Records from a data source
>>>
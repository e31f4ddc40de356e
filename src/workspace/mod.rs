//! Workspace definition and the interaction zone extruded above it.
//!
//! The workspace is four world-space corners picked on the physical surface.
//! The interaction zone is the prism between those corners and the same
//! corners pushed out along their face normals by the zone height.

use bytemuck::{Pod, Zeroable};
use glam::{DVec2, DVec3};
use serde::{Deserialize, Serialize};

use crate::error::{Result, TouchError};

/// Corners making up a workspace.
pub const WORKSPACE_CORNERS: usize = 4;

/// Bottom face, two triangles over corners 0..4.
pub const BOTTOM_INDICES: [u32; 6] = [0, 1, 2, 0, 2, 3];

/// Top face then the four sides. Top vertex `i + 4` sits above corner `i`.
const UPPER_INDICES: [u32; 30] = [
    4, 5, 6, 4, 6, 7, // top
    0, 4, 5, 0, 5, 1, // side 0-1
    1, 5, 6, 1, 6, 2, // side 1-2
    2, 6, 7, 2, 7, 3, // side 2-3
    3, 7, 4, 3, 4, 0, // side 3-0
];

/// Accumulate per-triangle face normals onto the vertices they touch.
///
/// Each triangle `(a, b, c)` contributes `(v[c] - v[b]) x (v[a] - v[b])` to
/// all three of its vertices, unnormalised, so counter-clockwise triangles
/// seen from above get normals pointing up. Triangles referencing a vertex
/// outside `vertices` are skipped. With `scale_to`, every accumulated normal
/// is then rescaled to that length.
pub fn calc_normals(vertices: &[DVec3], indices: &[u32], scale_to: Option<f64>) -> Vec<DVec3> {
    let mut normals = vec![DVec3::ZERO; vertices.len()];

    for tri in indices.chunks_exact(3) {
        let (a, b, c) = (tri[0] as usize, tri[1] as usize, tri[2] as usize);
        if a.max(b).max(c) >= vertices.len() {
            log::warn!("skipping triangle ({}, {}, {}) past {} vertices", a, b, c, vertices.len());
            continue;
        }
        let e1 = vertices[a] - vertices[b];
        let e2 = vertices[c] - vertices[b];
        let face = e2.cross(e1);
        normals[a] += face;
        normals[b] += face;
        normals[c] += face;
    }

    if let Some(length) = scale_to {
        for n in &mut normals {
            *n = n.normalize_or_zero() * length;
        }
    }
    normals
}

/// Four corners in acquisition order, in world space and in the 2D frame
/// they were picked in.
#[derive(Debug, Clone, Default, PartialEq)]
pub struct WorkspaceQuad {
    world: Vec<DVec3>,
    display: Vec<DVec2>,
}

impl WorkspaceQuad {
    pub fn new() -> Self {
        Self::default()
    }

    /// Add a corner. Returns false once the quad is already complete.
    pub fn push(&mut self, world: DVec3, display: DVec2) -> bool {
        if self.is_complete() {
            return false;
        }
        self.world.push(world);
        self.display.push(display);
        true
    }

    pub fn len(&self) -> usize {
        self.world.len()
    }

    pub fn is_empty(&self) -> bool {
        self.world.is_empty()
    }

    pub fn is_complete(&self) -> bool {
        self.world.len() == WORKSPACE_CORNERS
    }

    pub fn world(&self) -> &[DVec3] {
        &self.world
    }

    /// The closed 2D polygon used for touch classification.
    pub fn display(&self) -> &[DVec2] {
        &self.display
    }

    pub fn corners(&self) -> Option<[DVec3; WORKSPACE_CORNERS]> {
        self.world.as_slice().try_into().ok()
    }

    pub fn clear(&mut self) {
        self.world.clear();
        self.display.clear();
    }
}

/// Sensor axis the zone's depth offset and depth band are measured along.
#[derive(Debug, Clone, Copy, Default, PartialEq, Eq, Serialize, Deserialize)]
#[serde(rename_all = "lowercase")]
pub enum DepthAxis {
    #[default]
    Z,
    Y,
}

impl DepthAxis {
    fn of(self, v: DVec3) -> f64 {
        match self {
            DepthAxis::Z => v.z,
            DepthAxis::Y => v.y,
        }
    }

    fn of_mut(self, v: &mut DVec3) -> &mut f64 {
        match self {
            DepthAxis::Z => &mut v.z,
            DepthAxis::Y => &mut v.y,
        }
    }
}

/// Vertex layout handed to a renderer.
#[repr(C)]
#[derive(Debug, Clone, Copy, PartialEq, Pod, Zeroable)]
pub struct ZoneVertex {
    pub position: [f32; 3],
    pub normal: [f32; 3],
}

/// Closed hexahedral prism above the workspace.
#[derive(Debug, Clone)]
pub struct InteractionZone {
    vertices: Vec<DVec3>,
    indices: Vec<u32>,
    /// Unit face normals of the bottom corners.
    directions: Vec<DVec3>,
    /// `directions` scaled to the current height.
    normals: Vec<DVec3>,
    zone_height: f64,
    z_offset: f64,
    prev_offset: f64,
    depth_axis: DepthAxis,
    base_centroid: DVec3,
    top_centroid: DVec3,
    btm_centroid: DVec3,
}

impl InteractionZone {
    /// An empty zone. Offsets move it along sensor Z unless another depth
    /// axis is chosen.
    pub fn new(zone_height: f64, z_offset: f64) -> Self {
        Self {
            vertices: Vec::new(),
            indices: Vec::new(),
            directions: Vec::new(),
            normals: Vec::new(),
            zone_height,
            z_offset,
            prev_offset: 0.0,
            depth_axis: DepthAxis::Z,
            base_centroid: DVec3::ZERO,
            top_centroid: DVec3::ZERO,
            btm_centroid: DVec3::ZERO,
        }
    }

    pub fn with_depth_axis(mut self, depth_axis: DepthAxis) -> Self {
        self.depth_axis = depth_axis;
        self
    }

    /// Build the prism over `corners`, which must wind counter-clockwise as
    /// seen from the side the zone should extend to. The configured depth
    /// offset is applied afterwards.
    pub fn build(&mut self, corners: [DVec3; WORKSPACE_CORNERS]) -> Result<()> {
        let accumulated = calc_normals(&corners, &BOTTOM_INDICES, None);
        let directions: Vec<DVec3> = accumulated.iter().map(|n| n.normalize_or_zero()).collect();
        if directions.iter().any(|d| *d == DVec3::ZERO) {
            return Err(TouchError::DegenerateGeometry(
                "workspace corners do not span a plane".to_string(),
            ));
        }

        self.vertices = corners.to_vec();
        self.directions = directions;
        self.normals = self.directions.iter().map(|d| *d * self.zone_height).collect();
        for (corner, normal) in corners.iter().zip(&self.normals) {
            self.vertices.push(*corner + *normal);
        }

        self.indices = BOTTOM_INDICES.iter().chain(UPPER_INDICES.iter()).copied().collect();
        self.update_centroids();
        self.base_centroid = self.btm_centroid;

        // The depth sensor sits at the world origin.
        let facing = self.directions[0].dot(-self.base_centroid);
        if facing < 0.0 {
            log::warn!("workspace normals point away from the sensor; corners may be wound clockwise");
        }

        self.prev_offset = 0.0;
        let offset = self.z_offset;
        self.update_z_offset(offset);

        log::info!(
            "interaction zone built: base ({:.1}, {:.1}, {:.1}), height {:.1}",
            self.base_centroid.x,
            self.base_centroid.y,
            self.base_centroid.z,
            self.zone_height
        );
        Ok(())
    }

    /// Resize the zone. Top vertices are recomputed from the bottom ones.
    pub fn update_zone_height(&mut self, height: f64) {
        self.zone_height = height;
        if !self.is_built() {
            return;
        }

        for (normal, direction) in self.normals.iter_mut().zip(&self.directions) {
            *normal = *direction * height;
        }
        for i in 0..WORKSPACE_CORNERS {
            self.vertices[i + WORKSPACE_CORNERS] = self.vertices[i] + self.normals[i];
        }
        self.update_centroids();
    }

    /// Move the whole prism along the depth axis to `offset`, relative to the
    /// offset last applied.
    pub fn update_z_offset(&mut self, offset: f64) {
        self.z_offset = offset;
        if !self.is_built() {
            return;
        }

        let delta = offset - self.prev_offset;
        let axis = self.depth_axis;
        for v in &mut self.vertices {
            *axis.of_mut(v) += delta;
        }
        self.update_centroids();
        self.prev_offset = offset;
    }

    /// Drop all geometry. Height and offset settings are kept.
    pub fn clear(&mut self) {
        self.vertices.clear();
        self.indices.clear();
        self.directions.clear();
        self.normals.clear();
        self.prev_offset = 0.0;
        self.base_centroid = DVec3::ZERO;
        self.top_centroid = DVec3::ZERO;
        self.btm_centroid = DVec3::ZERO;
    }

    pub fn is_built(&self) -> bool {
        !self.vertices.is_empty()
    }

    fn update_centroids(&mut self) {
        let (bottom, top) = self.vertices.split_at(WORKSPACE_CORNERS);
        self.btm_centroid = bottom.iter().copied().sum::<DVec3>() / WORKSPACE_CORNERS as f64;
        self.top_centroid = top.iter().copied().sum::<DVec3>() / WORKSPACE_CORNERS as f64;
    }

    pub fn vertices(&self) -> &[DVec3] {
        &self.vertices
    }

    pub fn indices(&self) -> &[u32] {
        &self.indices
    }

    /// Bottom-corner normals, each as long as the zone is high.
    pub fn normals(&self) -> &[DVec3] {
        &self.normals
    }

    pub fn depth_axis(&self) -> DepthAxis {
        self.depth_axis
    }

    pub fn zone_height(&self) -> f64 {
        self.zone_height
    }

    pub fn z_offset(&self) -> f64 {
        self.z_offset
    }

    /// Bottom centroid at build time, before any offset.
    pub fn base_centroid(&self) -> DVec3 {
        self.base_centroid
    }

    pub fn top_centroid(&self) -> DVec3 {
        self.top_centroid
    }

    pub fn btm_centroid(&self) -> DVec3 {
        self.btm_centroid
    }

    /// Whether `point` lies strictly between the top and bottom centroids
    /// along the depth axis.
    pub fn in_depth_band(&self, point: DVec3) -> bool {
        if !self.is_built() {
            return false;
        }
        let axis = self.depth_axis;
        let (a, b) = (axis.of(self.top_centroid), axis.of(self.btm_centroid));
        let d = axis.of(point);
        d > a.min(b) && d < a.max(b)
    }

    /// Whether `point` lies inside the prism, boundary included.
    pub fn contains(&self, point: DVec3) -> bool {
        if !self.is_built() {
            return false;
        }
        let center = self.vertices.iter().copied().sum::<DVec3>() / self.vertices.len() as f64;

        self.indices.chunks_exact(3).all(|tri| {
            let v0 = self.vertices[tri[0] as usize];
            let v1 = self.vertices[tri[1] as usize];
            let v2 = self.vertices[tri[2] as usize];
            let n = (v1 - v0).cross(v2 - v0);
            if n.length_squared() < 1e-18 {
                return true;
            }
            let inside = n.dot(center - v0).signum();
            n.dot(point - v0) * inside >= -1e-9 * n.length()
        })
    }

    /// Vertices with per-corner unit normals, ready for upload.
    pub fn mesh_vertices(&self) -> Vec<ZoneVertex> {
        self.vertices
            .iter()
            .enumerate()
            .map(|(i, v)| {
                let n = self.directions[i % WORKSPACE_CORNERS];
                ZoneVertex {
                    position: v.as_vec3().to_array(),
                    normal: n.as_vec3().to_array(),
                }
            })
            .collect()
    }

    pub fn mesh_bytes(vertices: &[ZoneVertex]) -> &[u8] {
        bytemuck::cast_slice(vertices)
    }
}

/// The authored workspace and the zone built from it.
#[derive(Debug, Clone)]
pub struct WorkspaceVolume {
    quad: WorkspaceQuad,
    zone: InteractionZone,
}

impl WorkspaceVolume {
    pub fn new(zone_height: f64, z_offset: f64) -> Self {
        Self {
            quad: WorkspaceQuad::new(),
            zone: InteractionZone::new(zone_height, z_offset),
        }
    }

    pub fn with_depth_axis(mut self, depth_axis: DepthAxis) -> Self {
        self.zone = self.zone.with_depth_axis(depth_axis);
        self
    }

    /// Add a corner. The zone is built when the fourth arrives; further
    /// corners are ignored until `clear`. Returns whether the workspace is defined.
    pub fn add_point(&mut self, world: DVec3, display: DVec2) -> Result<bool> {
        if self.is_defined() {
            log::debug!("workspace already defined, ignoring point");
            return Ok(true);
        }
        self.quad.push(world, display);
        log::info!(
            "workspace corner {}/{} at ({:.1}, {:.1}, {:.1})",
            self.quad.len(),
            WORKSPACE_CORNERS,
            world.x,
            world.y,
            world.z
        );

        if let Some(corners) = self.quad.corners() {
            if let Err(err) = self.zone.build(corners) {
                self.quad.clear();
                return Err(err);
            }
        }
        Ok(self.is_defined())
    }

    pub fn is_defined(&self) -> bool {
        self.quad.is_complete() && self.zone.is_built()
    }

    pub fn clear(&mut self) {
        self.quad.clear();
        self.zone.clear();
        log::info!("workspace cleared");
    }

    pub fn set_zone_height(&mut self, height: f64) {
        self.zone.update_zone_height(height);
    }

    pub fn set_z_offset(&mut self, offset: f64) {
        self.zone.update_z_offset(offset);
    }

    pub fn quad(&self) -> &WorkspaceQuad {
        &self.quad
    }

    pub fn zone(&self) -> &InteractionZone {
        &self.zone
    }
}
<<<
#### [WHAT IS REQUIRED]
From the entries, report each line that includes the word "picked".

#### [RESPONSE TO THIS TASK]
//! The workspace is four world-space corners picked on the physical surface.
/// they were picked in.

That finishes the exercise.